We also reject the College's argument that by equating academic specialists' job duties with those of former departmental chairpersons, the Commission disregarded the parties' contractual obligations in their 2015-2018 CNA, which abolished the departmental chairperson position. The Commission did not revive departmental chairpersons in violation of the new CNA. Rather, it appropriately considered the history of the parties' relationship in reaching the reasonable conclusion that if the performance of administrative tasks in the past by departmental chairpersons did not disqualify them from the Unit, then performance of similar tasks by academic specialists should not disqualify them either. Notably, the 2015-2018 CNA included a provision that if the College reinstituted departmental chairpersons, the applicable provisions of the prior CNA would govern, absent a subsequent agreement to the contrary.
Also, the Commission's decision did not override the CNA provision that full-time members of the instruction staff "shall be required to teach a maximum of fifteen (15) credit or equivalent contact hours per semester." After the College unilaterally created the position of academic specialists, the parties negotiated the 2015-2018 CNA based on a specific side agreement to leave open the issue of the representation of academic specialists. The two agreements must be interpreted together. See Nester v. O'Donnell, 301 N.J. Super. 198, 210 (App. Div. 1997) (stating that "'all writings forming part of the same transaction are interpreted together'" (quoting Barco Urban Renewal Corp. v. Housing Auth. of Atlantic City, 674 F.2d 1001, 1009 (3d Cir. 1982))). In essence, the parties contemplated that academic specialists could, if the Commission so determined, be included in the Unit, notwithstanding the later-agreed provisions of the CNA regarding required instructional hours. The Commission's decision simply requires the parties to negotiate appropriate terms and conditions of academic specialists' employment. Were one to accept the College's violation-of-contract argument, the side agreement would have been a nullity.

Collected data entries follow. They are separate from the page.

use crate::controller::NavigationController;
use crate::error::NavError;
use crate::model::Node;
use crate::navigation::NavigationState;
use crate::service::ListingService;
use tokio::sync::mpsc;
use tokio_util::sync::CancellationToken;

/// Navigation actions the view asks the worker to perform.
#[derive(Debug, Clone)]
pub enum Task {
    LoadRootPage { page: usize, page_size: usize },
    Reload,
    DescendInto { node: Node },
    JumpToBreadcrumb { index: usize },
    SetPage { page: usize },
    SetPageSize { page_size: usize },
    SetSearchTerm { term: String },
}

impl Task {
    /// Whether the action goes to the backend.
    pub fn fetches(&self) -> bool {
        !matches!(self, Task::SetSearchTerm { .. })
    }

    pub fn describe(&self) -> String {
        match self {
            Task::LoadRootPage { page, .. } => format!("load page {}", page + 1),
            Task::Reload => "reload".to_string(),
            Task::DescendInto { node } => format!("open {}", node.name),
            Task::JumpToBreadcrumb { index } => format!("jump to crumb {}", index),
            Task::SetPage { page } => format!("go to page {}", page + 1),
            Task::SetPageSize { page_size } => format!("show {} rows per page", page_size),
            Task::SetSearchTerm { term } => format!("search '{}'", term),
        }
    }
}

#[derive(Debug, Clone)]
pub enum TaskResult {
    /// The action succeeded; `state` is the controller's new state.
    Navigated { state: NavigationState, summary: String },
    /// The action was a no-op (file, empty directory, unknown crumb).
    Ignored { summary: String },
    /// The action failed and the controller state is unchanged.
    Failed { action: String, error: NavError },
}

/// Owns the controller and runs actions strictly one after another, so a
/// slow response can never overwrite the result of a later action.
pub async fn run_worker<S: ListingService + 'static>(
    mut controller: NavigationController<S>,
    mut task_receiver: mpsc::Receiver<Task>,
    result_sender: mpsc::Sender<TaskResult>,
    shutdown: CancellationToken,
) {
    loop {
        let task = tokio::select! {
            _ = shutdown.cancelled() => {
                log::debug!("🛑 worker: shutdown requested");
                break;
            }
            task = task_receiver.recv() => match task {
                Some(task) => task,
                None => break,
            },
        };

        log::debug!("📥 worker: {}", task.describe());
        let fetches = task.fetches();
        let result = execute(&mut controller, task).await;

        // The view already applied its own search edit; only fetch
        // outcomes go back.
        if !fetches {
            continue;
        }

        if result_sender.send(result).await.is_err() {
            // Main loop has dropped the receiver, exit worker
            break;
        }
    }
}

/// Run one action against the controller and package the outcome.
pub async fn execute<S: ListingService>(
    controller: &mut NavigationController<S>,
    task: Task,
) -> TaskResult {
    let action = task.describe();
    let outcome: Result<bool, NavError> = match task {
        Task::LoadRootPage { page, page_size } => {
            controller.load_root_page(page, page_size).await.map(|_| true)
        }
        Task::Reload => controller.reload().await.map(|_| true),
        Task::DescendInto { node } => controller.descend_into(&node).await,
        Task::JumpToBreadcrumb { index } => controller.jump_to_breadcrumb_index(index).await,
        Task::SetPage { page } => controller.set_page(page).await.map(|_| true),
        Task::SetPageSize { page_size } => controller.set_page_size(page_size).await.map(|_| true),
        Task::SetSearchTerm { term } => {
            controller.set_search_term(term);
            Ok(true)
        }
    };

    match outcome {
        Ok(true) => TaskResult::Navigated {
            state: controller.state().clone(),
            summary: action,
        },
        Ok(false) => TaskResult::Ignored { summary: action },
        Err(error) => TaskResult::Failed { action, error },
    }
}
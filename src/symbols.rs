// SPDX: CC0-1.0

use core::fmt;
use std::{collections::HashMap, sync::LazyLock};

pub const X: &str = "x";
pub const Y: &str = "y";
pub const Z: &str = "z";
pub const T: &str = "t";

/// Independent variables a plot ranges over.
pub const RESERVED_VARIABLES: &[&str] = &[X, Y, Z, T];

#[derive(Clone, Copy, Debug, PartialEq, Eq, Hash)]
pub enum SymbolKind {
    Function,
    Constant,
    Variable,
    Latex,
}

impl fmt::Display for SymbolKind {
    fn fmt(&self, f: &mut fmt::Formatter<'_>) -> fmt::Result {
        f.write_str(match self {
            Self::Function => "function",
            Self::Constant => "constant",
            Self::Variable => "variable",
            Self::Latex => "LaTeX command",
        })
    }
}

const FUNCTIONS: &[&str] = &[
    "sin", "cos", "tan", "cot", "sec", "csc", //
    "asin", "acos", "atan", "atan2", //
    "sinh", "cosh", "tanh", //
    "exp", "log", "log10", "sqrt", "cbrt", //
    "abs", "sign", "floor", "ceil", "round", "fix", //
    "mod", "rem", //
    // plotting builtins
    "linspace", "meshgrid", "plot", "surf", "mesh", "figure", "grid", "hold",
];

const CONSTANTS: &[&str] = &["pi", "e", "inf", "nan", "i", "j"];

const LATEX: &[&str] = &[
    "frac", "text", "mathrm", "mathbf", "mathit", "mathcal", "mathbb", //
    "left", "right", "big", "Big", "bigg", "Bigg", //
    "cdot", "times", "div", "pm", "mp", //
    "sum", "prod", "int", "oint", "partial", "nabla", "infty", //
    "hat", "bar", "vec", "dot", "ddot", "tilde", "check", "breve", //
    "sim", "approx", "equiv", "propto", "leq", "geq", "neq", "ll", "gg", //
    "quad", "qquad", "space", "limits", "begin", "end",
];

static KNOWN_SYMBOLS: LazyLock<HashMap<&'static str, SymbolKind>> =
    LazyLock::new(standard_symbols);

/// Names never reported as parameters. Lookups are case-sensitive.
pub fn standard_symbols() -> HashMap<&'static str, SymbolKind> {
    let mut ret = HashMap::new();

    for (names, kind) in [
        (FUNCTIONS, SymbolKind::Function),
        (CONSTANTS, SymbolKind::Constant),
        (RESERVED_VARIABLES, SymbolKind::Variable),
        (LATEX, SymbolKind::Latex),
    ] {
        for name in names {
            ret.insert(*name, kind);
        }
    }
    ret
}

pub fn known_symbol(name: &str) -> Option<SymbolKind> {
    KNOWN_SYMBOLS.get(name).copied()
}

pub fn is_known_symbol(name: &str) -> bool {
    KNOWN_SYMBOLS.contains_key(name)
}

#[derive(Clone, Copy, Debug, PartialEq)]
pub struct SimilarSymbol {
    pub name: &'static str,
    pub kind: SymbolKind,
    pub similarity: f64,
}

/// Finds the known symbol closest to `name`, ignoring case, if it is more
/// similar than `min_similarity`.
pub fn similar_symbol(name: &str, min_similarity: f64) -> Option<SimilarSymbol> {
    let name = name.to_ascii_lowercase();
    KNOWN_SYMBOLS
        .iter()
        .map(|(&key, &kind)| SimilarSymbol {
            name: key,
            kind,
            similarity: strsim::normalized_damerau_levenshtein(
                &name,
                &key.to_ascii_lowercase(),
            ),
        })
        // ties go to the lexicographically smaller name so the hint is stable
        .reduce(|acc, elem| {
            if elem.similarity > acc.similarity
                || (elem.similarity == acc.similarity && elem.name < acc.name)
            {
                elem
            } else {
                acc
            }
        })
        .filter(|best| best.similarity > min_similarity)
}

#[cfg(test)]
mod tests {
    use super::*;

    #[test]
    fn kinds() {
        assert_eq!(known_symbol("sin"), Some(SymbolKind::Function));
        assert_eq!(known_symbol("pi"), Some(SymbolKind::Constant));
        assert_eq!(known_symbol("t"), Some(SymbolKind::Variable));
        assert_eq!(known_symbol("frac"), Some(SymbolKind::Latex));
        assert_eq!(known_symbol("omega"), None);
    }

    #[test]
    fn lookup_is_case_sensitive() {
        assert!(is_known_symbol("x"));
        assert!(!is_known_symbol("X"));
        assert!(!is_known_symbol("Sin"));
        assert!(is_known_symbol("Big"));
    }

    #[test]
    fn similar_ignores_case() {
        let hint = similar_symbol("Sin", 0.7).unwrap();
        assert_eq!(hint.name, "sin");
        assert_eq!(hint.kind, SymbolKind::Function);
        assert_eq!(hint.similarity, 1.0);
    }

    #[test]
    fn similar_finds_typo() {
        let hint = similar_symbol("sqrtt", 0.7).unwrap();
        assert_eq!(hint.name, "sqrt");
    }

    #[test]
    fn dissimilar_names_have_no_hint() {
        assert_eq!(similar_symbol("omega", 0.7), None);
    }
}
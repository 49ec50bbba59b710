// SPDX: CC0-1.0

use crate::{
    extract::{extract_parameters, suggests_3d},
    validate::{validate_formula, validate_parameter_value, FormulaErr, ValueErr},
};
use std::collections::BTreeMap;
use thiserror::Error;
use tracing::debug;

#[derive(Clone, Debug, PartialEq, Eq, Error)]
pub enum CheckErr {
    #[error("no formula is set")]
    Empty,
    #[error(transparent)]
    Formula(#[from] FormulaErr),
    #[error("{}", count_invalid(.0))]
    Params(BTreeMap<String, ValueErr>),
}

fn count_invalid(failed: &BTreeMap<String, ValueErr>) -> String {
    match failed.len() {
        1 => "1 parameter value is invalid".to_string(),
        n => format!("{n} parameter values are invalid"),
    }
}

/// Derived state of a formula being edited.
///
/// Parameters are recomputed from scratch whenever the formula changes.
/// Values are keyed by parameter name and outlive the parameters, so they come
/// back when a name reappears.
#[derive(Clone, Debug, Default)]
pub struct ParamSheet {
    formula: String,
    params: Vec<String>,
    values: BTreeMap<String, String>,
    errors: BTreeMap<String, ValueErr>,
    is_3d: bool,
}

impl ParamSheet {
    pub fn new() -> Self {
        Self::default()
    }

    pub fn formula(&self) -> &str {
        &self.formula
    }

    pub fn params(&self) -> &[String] {
        &self.params
    }

    pub fn value(&self, name: &str) -> Option<&str> {
        self.values.get(name).map(String::as_str)
    }

    pub fn error(&self, name: &str) -> Option<ValueErr> {
        self.errors.get(name).copied()
    }

    pub fn is_3d(&self) -> bool {
        self.is_3d
    }

    pub fn set_3d(&mut self, is_3d: bool) {
        self.is_3d = is_3d;
    }

    /// Replaces the formula and recomputes its parameters. A formula that
    /// looks like a surface turns 3D mode on; nothing here turns it off.
    pub fn set_formula(&mut self, formula: impl Into<String>) {
        self.formula = formula.into();
        self.params = extract_parameters(&self.formula);
        if suggests_3d(&self.formula) {
            self.is_3d = true;
        }
        debug!(params = ?self.params, is_3d = self.is_3d, "recomputed parameters");
    }

    /// Stores a value and re-validates it, even for names not in the current
    /// formula.
    pub fn set_value(&mut self, name: &str, value: impl Into<String>) -> Result<(), ValueErr> {
        let value = value.into();
        let res = validate_parameter_value(&value);
        match res {
            Ok(()) => {
                self.errors.remove(name);
            }
            Err(err) => {
                self.errors.insert(name.to_string(), err);
            }
        }
        self.values.insert(name.to_string(), value);
        res
    }

    /// Values of the detected parameters that are not empty.
    pub fn relevant_values(&self) -> BTreeMap<String, String> {
        self.params
            .iter()
            .filter_map(|name| {
                self.values
                    .get(name)
                    .filter(|value| !value.is_empty())
                    .map(|value| (name.clone(), value.clone()))
            })
            .collect()
    }

    /// Whether the sheet is ready for code generation: the formula must be
    /// non-blank and valid, and every detected parameter needs a valid value.
    ///
    /// All failing parameters are recorded in the sheet's errors, not only
    /// the first.
    pub fn check(&mut self) -> Result<(), CheckErr> {
        if self.formula.trim().is_empty() {
            return Err(CheckErr::Empty);
        }
        validate_formula(&self.formula)?;

        let failed: BTreeMap<String, ValueErr> = self
            .params
            .iter()
            .filter_map(|name| {
                let value = self.values.get(name).map_or("", String::as_str);
                validate_parameter_value(value)
                    .err()
                    .map(|err| (name.clone(), err))
            })
            .collect();

        if failed.is_empty() {
            Ok(())
        } else {
            debug!(failed = failed.len(), "parameter check failed");
            self.errors = failed.clone();
            Err(CheckErr::Params(failed))
        }
    }

    pub fn clear(&mut self) {
        *self = Self::default();
    }
}
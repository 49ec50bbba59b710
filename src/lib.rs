// SPDX: CC0-1.0

//! Free parameters of a typed formula: which identifiers the user still has
//! to give values to, what they probably mean, and whether the formula and
//! the values are well formed.
//!
//! The formula is only scanned as text, never parsed or evaluated.

pub mod config;
pub mod describe;
pub mod draft;
pub mod extract;
pub mod lex;
pub mod sheet;
pub mod shell;
pub mod symbols;
pub mod validate;

pub use describe::describe_parameter;
pub use extract::{extract_parameters, lhs_variable, suggests_3d};
pub use sheet::ParamSheet;
pub use validate::{validate_formula, validate_parameter_value, FormulaErr, ValueErr};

The College also contends that, in overriding the CNA's terms, the Commission unconstitutionally "impair[ed] the obligation of contracts." N.J. Const. art. IV, § 7, ¶ 3; U.S. Const. art. I., § 10. The Chapter argues that the College lacks standing to assert that the State, through the Commission, violated its constitutional rights. We need not address the issue as the Commission did not override or impair contractual rights. See Randolph Town Ctr., L.P. v. Cty. of Morris, 186 N.J. 78, 80 (2006) (stating that "[c]ourts should not reach a constitutional question unless its resolution is imperative to the disposition of the litigation").
We need not address the College's contention that the WDEA is unconstitutional, as the Commission did not rely on the WDEA. See Randolph Town Ctr., L.P., 186 N.J. at 80.
Nor shall we disturb the Commission's decision on the ground that the Director did not fairly consider materials the College submitted shortly before the Director issued his decision. The Commission reviewed those submissions and found they contained "no new material information that would warrant a substantive discussion about the possibility that any of the College's other bargaining units would be more appropriate for academic specialists than the AAUP."
To the extent not addressed, the College's remaining arguments lack sufficient merit to warrant discussion in a written opinion. R. 2:11-3(e)(1)(E).
Affirmed.
I hereby certify that the foregoing is a true copy of the original on file in my office.